Keep us posted. We care.
 

DammitJanet

Well-Known Member
Walking on egg shells is a good book but I am not so fond of it. I read it but didnt really like it. Maybe because Im borderline...lol. There are others out there that I find much better.

However Busy has a point. Your dtr is 21 and she is grown now and not much you can do anymore unless she comes to you and wants your help in changing her life. Sometime in the future she may. Life isnt set in stone. What is happening now doesnt mean that she will be this way forever. My sons life was a train wreck at 21. Today he is so much better. Saturday night he actually called us up and invited us to supper for no reason. That would have never happened 4 or 5 years ago. Growth happens. I am looking forward to more growth.
 

Numb

New Member
Thank you all very much for your comments.

Her trial was yesterday and she was released with supervision. She will not have a record if she keeps her ‘nose’ clean for a year. I am very thankful for this, but doubtful she can do it.

She had outstanding warrants in another county, so was to be transferred to that county after her court appearance. I didn’t mention all the trouble she has been in to keep it short (it was still pretty long). She had a warrant for check fraud and another for misuse of a credit card.

She wrote numerous bad checks and the credit card was stolen by her boyfriend at the time,from a woman at a bar. My daughter used the card to get gas. I’m not sure what will happen with these cases, but she will have to get a public defender. When I asked how she could do such a thing her response was “If she was stupid enough to leave her purse unattended, she deserved it.” I had a S.W.A.T. team at my house at 5 in the morning looking for her boyfriend because of that.

Back to yesterday - A friend of a drug dealer she knows paid her bail for the warrants in the other county, so she was released. I spoke with her at 7 last night and she was completely drunk by that time. I haven’t spoken with her since.
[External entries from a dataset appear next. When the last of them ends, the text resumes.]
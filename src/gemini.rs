//! Google Gemini `generateContent` client.

use async_trait::async_trait;
use serde::{Deserialize, Serialize};
use tracing::info;
use url::Url;

use crate::verdict::{TextGenerator, VerdictError};

/// Talks to the Gemini REST API.
#[derive(Clone, Debug)]
pub struct GeminiClient {
    http: reqwest::Client,
    api_key: String,
    model: String,
    base_url: Url,
}

#[derive(Serialize)]
struct GenerateContentRequest<'a> {
    contents: [RequestContent<'a>; 1],
}

#[derive(Serialize)]
struct RequestContent<'a> {
    parts: [RequestPart<'a>; 1],
}

#[derive(Serialize)]
struct RequestPart<'a> {
    text: &'a str,
}

#[derive(Debug, Deserialize)]
struct GenerateContentResponse {
    #[serde(default)]
    candidates: Vec<Candidate>,
}

#[derive(Debug, Deserialize)]
struct Candidate {
    #[serde(default)]
    content: Option<CandidateContent>,
}

#[derive(Debug, Deserialize)]
struct CandidateContent {
    #[serde(default)]
    parts: Vec<CandidatePart>,
}

#[derive(Debug, Deserialize)]
struct CandidatePart {
    #[serde(default)]
    text: Option<String>,
}

impl GeminiClient {
    /// Creates a client for `model` rooted at `base_url`.
    pub fn new(http: reqwest::Client, api_key: &str, model: &str, base_url: Url) -> Self {
        Self {
            http,
            api_key: api_key.to_string(),
            model: model.to_string(),
            base_url,
        }
    }

    fn endpoint(&self) -> String {
        format!(
            "{}/v1beta/models/{}:generateContent",
            self.base_url.as_str().trim_end_matches('/'),
            self.model
        )
    }
}

#[async_trait]
impl TextGenerator for GeminiClient {
    async fn generate(&self, prompt: &str) -> Result<String, VerdictError> {
        let body = GenerateContentRequest {
            contents: [RequestContent {
                parts: [RequestPart { text: prompt }],
            }],
        };

        info!("Asking {} for a verdict", self.model);
        let response = self
            .http
            .post(self.endpoint())
            .header("x-goog-api-key", &self.api_key)
            .json(&body)
            .send()
            .await
            .map_err(|err| VerdictError::Transport(err.to_string()))?;

        let status = response.status();
        let bytes = response
            .bytes()
            .await
            .map_err(|err| VerdictError::Transport(err.to_string()))?;
        if !status.is_success() {
            return Err(VerdictError::Api {
                status: status.as_u16(),
                body: String::from_utf8_lossy(&bytes).to_string(),
            });
        }

        let parsed: GenerateContentResponse = serde_json::from_slice(&bytes)
            .map_err(|err| VerdictError::Malformed(err.to_string()))?;
        let text: String = parsed
            .candidates
            .into_iter()
            .next()
            .and_then(|candidate| candidate.content)
            .map(|content| {
                content
                    .parts
                    .into_iter()
                    .filter_map(|part| part.text)
                    .collect()
            })
            .unwrap_or_default();

        if text.trim().is_empty() {
            return Err(VerdictError::Malformed(
                "response contained no candidate text".to_string(),
            ));
        }
        Ok(text)
    }
}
I know you only have my word to go on, but she was raised in a very loving environment. My family and friends are baffled as to what happened or what to do. She has not lost anyone close to her. We have both been lucky in that regard. I also don’t see how it would have been possible for her to have been molested. When her behavior started changing she had never been left unattended. The only place this could have taken place would have been school, and I volunteered there on my days off. I don’t see how that could ever have happened at her school.

I’m disgusted and horrified at the way I am currently feeling about my daughter. I know I will never give up on her, but I am at such a loss on how to deal with her. I know she will want to come home, and I know I will let her. I have nothing but a feeling of dread for when that takes place. The last ten years have been nothing but a feeling of fear and worry for her. I feel like I can’t do it much longer.

Oh, and did I mention Thanksgiving is at my house this year? I am so worried about how that will go. She also has a warrant in this county for driving without insurance and an expired registration. With my luck the police will show up during dinner to get her. They’ve already been here once, and drive by the house often. I’ve never broken the law (well, aside from speeding) and I hate the embarrassment I feel because of her actions.

Thank you again for all the comments and advice; I really appreciate them. And thanks to ‘whomever’ for providing this forum. I have a great support system with family and friends, but it’s just not the same as discussing it with someone who has had a similar experience.
 

buddy

New Member
sorry for all of that, {{{{hugs}}}} Do not feel badly for your feelings... that is just too much work! You feel what you feel, doesn't mean you are a bad mom, means you are a normal, human mom. We all have times that we dont like our kids. It is hard not to have a reaction to such intense feelings like those that make our stomaches actually flip and our hands shake and our heads ache. Take care, I pray you have a peaceful thanksgiving.